Embustes, fraudes y mentiras se agarran del brazo como un matrimonio bien avenido y, cómo no, la titulitis nos visita un día sí y al otro también; los enchufes y el nepotismo comen a costa de la mano de sus bienhechores a los que les bailan el agua.
"Bailarle el agua a alguien" significa desde seguirle la corriente al susodicho hasta hacerle la pelota. Indudablemente, la deuda por enchufismo o por nepotismo hay que pagarla. Al enchufado se le suele apostrofar también como un lameculos, el cual prefiere el peloteo y la sumisión antes que el esfuerzo personal. Un lameculos, con frecuencia, busca el mal de los demás antes que el propio beneficio. Su objetivo es ser bienquerido por el jefe o persona superior de la que depende para seguir enchufado.

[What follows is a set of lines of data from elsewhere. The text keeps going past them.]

use super::{
    KilnBufferNull, KilnGraphicsContextNull, KilnPipelineNull, KilnResourceSetNull,
    KilnRootSignatureNull, KilnSamplerNull, KilnShaderModuleNull, KilnShaderNull, KilnTextureNull,
};
use crate::internal_shared::PipelineCache;
use crate::{
    KilnBufferDef, KilnComputePsoDef, KilnDeviceInfo, KilnGraphicsPsoDef, KilnPipeline,
    KilnPipelineType, KilnResult, KilnRootSignatureDef, KilnRootSignatureFlags, KilnSamplerDef,
    KilnShaderModuleDef, KilnShaderStageDef, KilnTextureDef,
};
use std::sync::atomic::{AtomicU64, Ordering};
use std::sync::Arc;

pub(crate) struct KilnDeviceContextNullInner {
    device_info: KilnDeviceInfo,
    graphics_pipelines: PipelineCache<KilnPipeline>,
    compute_pipelines: PipelineCache<KilnPipeline>,

    // Counts of the native calls this backend would have made, observable by tests
    descriptor_batch_count: AtomicU64,
    descriptor_write_count: AtomicU64,
    last_batch_write_count: AtomicU64,
    barrier_batch_count: AtomicU64,
    barrier_count: AtomicU64,
    pipelines_created: AtomicU64,
}

#[derive(Clone)]
pub struct KilnDeviceContextNull {
    pub(crate) inner: Arc<KilnDeviceContextNullInner>,
}

impl std::fmt::Debug for KilnDeviceContextNull {
    fn fmt(
        &self,
        f: &mut std::fmt::Formatter,
    ) -> std::fmt::Result {
        f.debug_struct("KilnDeviceContextNull")
            .field("device_info", &self.inner.device_info)
            .finish()
    }
}

impl KilnDeviceContextNull {
    pub fn new() -> Self {
        KilnDeviceContextNull {
            inner: Arc::new(KilnDeviceContextNullInner {
                device_info: KilnDeviceInfo::default(),
                graphics_pipelines: PipelineCache::new(),
                compute_pipelines: PipelineCache::new(),
                descriptor_batch_count: AtomicU64::new(0),
                descriptor_write_count: AtomicU64::new(0),
                last_batch_write_count: AtomicU64::new(0),
                barrier_batch_count: AtomicU64::new(0),
                barrier_count: AtomicU64::new(0),
                pipelines_created: AtomicU64::new(0),
            }),
        }
    }

    pub fn device_info(&self) -> &KilnDeviceInfo {
        &self.inner.device_info
    }

    pub fn create_texture(
        &self,
        texture_def: &KilnTextureDef,
    ) -> KilnResult<KilnTextureNull> {
        Ok(KilnTextureNull::new(texture_def))
    }

    pub fn create_buffer(
        &self,
        buffer_def: &KilnBufferDef,
    ) -> KilnResult<KilnBufferNull> {
        Ok(KilnBufferNull::new(buffer_def))
    }

    pub fn create_sampler(
        &self,
        sampler_def: &KilnSamplerDef,
    ) -> KilnResult<KilnSamplerNull> {
        Ok(KilnSamplerNull::new(sampler_def))
    }

    pub fn create_shader_module(
        &self,
        shader_module_def: KilnShaderModuleDef,
    ) -> KilnResult<KilnShaderModuleNull> {
        Ok(KilnShaderModuleNull::new(shader_module_def.bytes()))
    }

    pub fn create_shader(
        &self,
        stage_def: &KilnShaderStageDef,
    ) -> KilnResult<KilnShaderNull> {
        KilnShaderNull::new(stage_def)
    }

    pub fn create_root_signature(
        &self,
        root_signature_def: &KilnRootSignatureDef,
        name: &str,
        flags: KilnRootSignatureFlags,
    ) -> KilnResult<KilnRootSignatureNull> {
        KilnRootSignatureNull::new(self, root_signature_def, name, flags)
    }

    pub(crate) fn create_resource_set_storage(
        &self,
        _root_signature: &KilnRootSignatureNull,
        _first_param: u32,
        _param_count: u32,
    ) -> KilnResult<KilnResourceSetNull> {
        Ok(KilnResourceSetNull::new(self))
    }

    pub(crate) fn create_graphics_context_backend(&self) -> KilnResult<KilnGraphicsContextNull> {
        Ok(KilnGraphicsContextNull::new(self))
    }

    pub(crate) fn get_or_create_graphics_pipeline(
        &self,
        hash: u64,
        def: &KilnGraphicsPsoDef,
    ) -> KilnResult<KilnPipeline> {
        // Def was verified by the PSO before hashing
        let root_signature = def.root_signature.clone().unwrap();
        self.inner.graphics_pipelines.get_or_create(hash, || {
            self.inner.pipelines_created.fetch_add(1, Ordering::Relaxed);
            Ok(KilnPipeline::Null(KilnPipelineNull::new(
                KilnPipelineType::Graphics,
                root_signature,
            )))
        })
    }

    pub(crate) fn get_or_create_compute_pipeline(
        &self,
        hash: u64,
        def: &KilnComputePsoDef,
    ) -> KilnResult<KilnPipeline> {
        let root_signature = def.root_signature.clone().unwrap();
        self.inner.compute_pipelines.get_or_create(hash, || {
            self.inner.pipelines_created.fetch_add(1, Ordering::Relaxed);
            Ok(KilnPipeline::Null(KilnPipelineNull::new(
                KilnPipelineType::Compute,
                root_signature,
            )))
        })
    }

    pub fn cached_pipeline_count(&self) -> usize {
        self.inner.graphics_pipelines.len() + self.inner.compute_pipelines.len()
    }

    pub fn destroy_all_pipelines(&self) {
        self.inner.graphics_pipelines.clear();
        self.inner.compute_pipelines.clear();
    }

    pub(crate) fn record_descriptor_batch(
        &self,
        write_count: usize,
    ) {
        self.inner
            .descriptor_batch_count
            .fetch_add(1, Ordering::Relaxed);
        self.inner
            .descriptor_write_count
            .fetch_add(write_count as u64, Ordering::Relaxed);
        self.inner
            .last_batch_write_count
            .store(write_count as u64, Ordering::Relaxed);
    }

    pub(crate) fn record_barrier_batch(
        &self,
        barrier_count: usize,
    ) {
        self.inner
            .barrier_batch_count
            .fetch_add(1, Ordering::Relaxed);
        self.inner
            .barrier_count
            .fetch_add(barrier_count as u64, Ordering::Relaxed);
    }

    /// Number of batched descriptor update calls issued so far
    pub fn descriptor_batch_count(&self) -> u64 {
        self.inner.descriptor_batch_count.load(Ordering::Relaxed)
    }

    /// Total descriptor writes across all batches
    pub fn descriptor_write_count(&self) -> u64 {
        self.inner.descriptor_write_count.load(Ordering::Relaxed)
    }

    /// Number of writes in the most recent batch
    pub fn last_batch_write_count(&self) -> u64 {
        self.inner.last_batch_write_count.load(Ordering::Relaxed)
    }

    /// Number of barrier submissions issued so far
    pub fn barrier_batch_count(&self) -> u64 {
        self.inner.barrier_batch_count.load(Ordering::Relaxed)
    }

    /// Total barriers across all submissions
    pub fn barrier_count(&self) -> u64 {
        self.inner.barrier_count.load(Ordering::Relaxed)
    }

    /// Number of native pipelines created, cache hits excluded
    pub fn pipelines_created(&self) -> u64 {
        self.inner.pipelines_created.load(Ordering::Relaxed)
    }
}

Tengo que reconocer que la cultura del esfuerzo no está de moda; incluso se la machaca alegando que es un valor cutre, facha, porque es de derechas o porque no es solidario. Quizás el trasfondo pueda reducirse a que “hay que llegar a la meta propuesta como sea pero sin esfuerzo; si hay que hacer trampa, se hace; y si puede obtenerse gratis, mejor que mejor”. ¿Esfuerzo? No, gracias.
Estamos ante un gazpacho poco fresquito. El titulero necesita, o así lo cree, certificados mil para poder hacerse valer; la política parece que se ha creído dicha afirmación y la Universidad, a veces, está dispuesta a echar una mano porque ha visto un filón de oro. Solo se me ocurre que faltan muchos kilos de honradez en muchas profesiones.